La natura workfare della riforma

In secondo luogo, il Decreto Lavoro prevede una revisione della disciplina dell’offerta congrua drasticamente più restrittiva dei precedenti nelle politiche del lavoro e sociali italiane. A questo proposito, risulta evidente la natura di workfare della riforma, che si inserisce all’interno di un sistema sociale basato su uno scambio tra la prestazione assistenziale percepita dal cittadino e una prestazione lavorativa resa dallo stesso in favore della collettività (Modica Scala 2022).

Nelle politiche sociali di contrasto alla disoccupazione questo principio viene spesso presentato come alternativa alla semplice e passiva erogazione di sussidi monetari (Colombo 2015). La criticità, però, qui, è insita nelle modalità con cui esso viene attuato, che appaiono in completa contraddizione con ogni obiettivo di inclusione lavorativa “reale e realistica” (Sacchi et al. 2023, 109), visto che comporterebbe per un membro adulto con responsabilità genitoriali la disponibilità a trasferirsi per lavoro indipendentemente dalla mansione e dalla retribuzione, anche nel caso in cui i figli siano minorenni, seppur maggiori di 14 anni. Come osserva Colombo (2015, 26), “il workfare può affermarsi solo in una zona grigia tra politiche del lavoro e politiche contro la povertà, tra assistenza e assicurazione.

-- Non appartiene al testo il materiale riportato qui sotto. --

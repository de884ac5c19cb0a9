//! 图像序列帧源
//!
//! 按文件名顺序读取目录中的图片，以固定帧率回放，用于离线调试控制循环。

use anyhow::{Context, Result, bail};
use lanekeep_control::FrameSource;
use lanekeep_control::vision::{Frame, RgbImage};
use spin_sleep::SpinSleeper;
use std::fs;
use std::path::{Path, PathBuf};
use std::time::{Duration, Instant};
use tracing::{info, warn};

const IMAGE_EXTENSIONS: &[&str] = &["png", "jpg", "jpeg", "bmp"];

/// 从目录回放图片序列
pub struct ImageSequenceSource {
    paths: Vec<PathBuf>,
    next: usize,
    frame_interval: Duration,
    /// 下一帧的释放时间
    due: Option<Instant>,
    started: Instant,
    sleeper: SpinSleeper,
}

impl ImageSequenceSource {
    /// 打开目录
    ///
    /// `fps <= 0` 表示不限速。
    pub fn open(dir: &Path, fps: f64) -> Result<Self> {
        let mut paths: Vec<PathBuf> = fs::read_dir(dir)
            .with_context(|| format!("failed to read frame directory {}", dir.display()))?
            .filter_map(|entry| entry.ok().map(|e| e.path()))
            .filter(|path| is_image(path))
            .collect();
        paths.sort();

        if paths.is_empty() {
            bail!("no image files found in {}", dir.display());
        }
        info!("Replaying {} frames from {}", paths.len(), dir.display());

        let frame_interval = if fps > 0.0 && fps.is_finite() {
            Duration::from_secs_f64(1.0 / fps)
        } else {
            Duration::ZERO
        };

        Ok(Self {
            paths,
            next: 0,
            frame_interval,
            due: None,
            started: Instant::now(),
            sleeper: SpinSleeper::default(),
        })
    }

    pub fn frame_count(&self) -> usize {
        self.paths.len()
    }

    fn pace(&mut self) {
        if self.frame_interval.is_zero() {
            return;
        }
        let now = Instant::now();
        let due = self.due.unwrap_or(now);
        if due > now {
            self.sleeper.sleep(due - now);
        }
        // 落后时从当前时刻重新计时，不追赶
        self.due = Some(due.max(now) + self.frame_interval);
    }
}

impl FrameSource for ImageSequenceSource {
    fn read(&mut self) -> Option<Frame> {
        let path = self.paths.get(self.next)?.clone();
        self.next += 1;
        self.pace();

        let timestamp_us = self.started.elapsed().as_micros() as u64;
        match image::open(&path) {
            Ok(img) => Some(Frame::new(img.to_rgb8(), timestamp_us)),
            Err(e) => {
                // 损坏的帧按空帧处理，控制循环会跳过
                warn!("Failed to decode {}: {}", path.display(), e);
                Some(Frame::new(RgbImage::new(0, 0), timestamp_us))
            },
        }
    }
}

fn is_image(path: &Path) -> bool {
    path.extension()
        .and_then(|ext| ext.to_str())
        .is_some_and(|ext| IMAGE_EXTENSIONS.contains(&ext.to_ascii_lowercase().as_str()))
}

/// 把第一帧非空图像保存到文件，然后透传
pub struct SnapshotFirst<S> {
    inner: S,
    path: Option<PathBuf>,
}

impl<S> SnapshotFirst<S> {
    pub fn new(inner: S, path: PathBuf) -> Self {
        Self {
            inner,
            path: Some(path),
        }
    }
}

impl<S: FrameSource> FrameSource for SnapshotFirst<S> {
    fn read(&mut self) -> Option<Frame> {
        let frame = self.inner.read()?;
        if !frame.is_empty()
            && let Some(path) = self.path.take()
        {
            match frame.image().save(&path) {
                Ok(()) => info!("Saved first frame to {}", path.display()),
                Err(e) => warn!("Failed to save snapshot {}: {}", path.display(), e),
            }
        }
        Some(frame)
    }
}

#[cfg(test)]
mod tests {
    use super::*;
    use image::Rgb;

    fn write_frames(dir: &Path, names: &[&str]) {
        for (i, name) in names.iter().enumerate() {
            let img = RgbImage::from_pixel(16, 12, Rgb([i as u8 * 10, 0, 0]));
            img.save(dir.join(name)).unwrap();
        }
    }

    #[test]
    fn test_reads_frames_in_name_order() {
        let dir = tempfile::tempdir().unwrap();
        write_frames(dir.path(), &["b.png", "a.png", "c.png"]);
        fs::write(dir.path().join("notes.txt"), "not a frame").unwrap();

        let mut source = ImageSequenceSource::open(dir.path(), 0.0).unwrap();
        assert_eq!(source.frame_count(), 3);

        // a.png 是第二个写入的（红色 10）
        let first = source.read().unwrap();
        assert_eq!(first.image().get_pixel(0, 0)[0], 10);
        assert_eq!(source.read().unwrap().image().get_pixel(0, 0)[0], 0);
        assert_eq!(source.read().unwrap().image().get_pixel(0, 0)[0], 20);
        assert!(source.read().is_none());
        assert!(source.read().is_none());
    }

    #[test]
    fn test_empty_directory_is_an_error() {
        let dir = tempfile::tempdir().unwrap();
        assert!(ImageSequenceSource::open(dir.path(), 30.0).is_err());
    }

    #[test]
    fn test_corrupt_image_becomes_empty_frame() {
        let dir = tempfile::tempdir().unwrap();
        fs::write(dir.path().join("broken.png"), b"definitely not png").unwrap();

        let mut source = ImageSequenceSource::open(dir.path(), 0.0).unwrap();
        let frame = source.read().unwrap();
        assert!(frame.is_empty());
        assert!(source.read().is_none());
    }

    #[test]
    fn test_fps_paces_reads() {
        let dir = tempfile::tempdir().unwrap();
        write_frames(dir.path(), &["0.png", "1.png", "2.png"]);

        let mut source = ImageSequenceSource::open(dir.path(), 50.0).unwrap();
        let start = Instant::now();
        while source.read().is_some() {}
        // 3 帧 @ 50fps：第一帧立即释放，之后间隔 20ms
        assert!(start.elapsed() >= Duration::from_millis(40));
    }

    #[test]
    fn test_snapshot_saves_first_non_empty_frame_once() {
        let dir = tempfile::tempdir().unwrap();
        fs::write(dir.path().join("0.png"), b"junk").unwrap();
        write_frames(dir.path(), &["1.png", "2.png"]);
        let snapshot = dir.path().join("snapshot.jpg");

        let inner = ImageSequenceSource::open(dir.path(), 0.0).unwrap();
        let mut source = SnapshotFirst::new(inner, snapshot.clone());

        assert!(source.read().unwrap().is_empty());
        assert!(!snapshot.exists());
        source.read().unwrap();
        assert!(snapshot.exists());

        let saved = image::open(&snapshot).unwrap();
        assert_eq!((saved.width(), saved.height()), (16, 12));
    }
}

Uno spazio, permesso in parte dal ritrarsi delle responsabilità pubbliche nella riproduzione sociale, che risponde alla necessità di una forza lavoro precaria e rischia di rilanciare le retoriche di criminalizzazione morale della miseria e della disoccupazione”. Rischio, quest’ultimo, che viene ravvisato anche dai già citati Sacchi et al. (2023, 109), i quali individuano nella riforma una sorta di “volontà punitiva nei confronti dei percettori … [che] tradisce una sorta di nota di fondo … la sfiducia nella capacità degli individui di sfruttare le opportunità di accrescimento e rigenerazione delle competenze offerte da percorsi di inclusione lavorativa, così come la sfiducia nella capacità dell’attore pubblico di offrire simili opportunità”.

Assegno di inclusione: una misura che va rivista

Gli studi accademici condotti finora ci restituiscono un bilancio della misura, seppur parziale vista la sua recente entrata in vigore, estremamente negativo, in quanto essa viene accusata di trattare anche in modo radicalmente diverso tra loro situazioni di povertà simili, e di prevedere delle condizionalità “severe, restrittive e spesso punitive … ispirate alla cristallizzazione di criteri di meritevolezza basati sull’attribuzione di ruoli nella società: avere 60 anni, avere figli molto piccoli, o averne molti, senza tenere in considerazione le diverse condizioni di vita” (Sacchi et al 2023, 113).

In sostanza, la riforma viene tacciata di rifuggire la promozione del diritto alla cura e la conciliazione vita-lavoro a cui dovrebbe contribuire in quanto afferente alle politiche attive del lavoro, oltre ad essere, come già detto, un sostegno ai poveri parziale, visti i requisiti stringenti per accedervi. Alla luce di ciò, risulta evidente che, così come formulata e implementata in questa prima fase, questa misura necessiti di essere fortemente rivista. L’Alleanza contro la povertà (2024), su questo punto, ha ufficialmente sollecitato il governo sulla possibilità di collaborare per migliorare il contributo, di modo da ripristinarne il principio di universalismo selettivo. Ad oggi, però, non sono state ricevute risposte.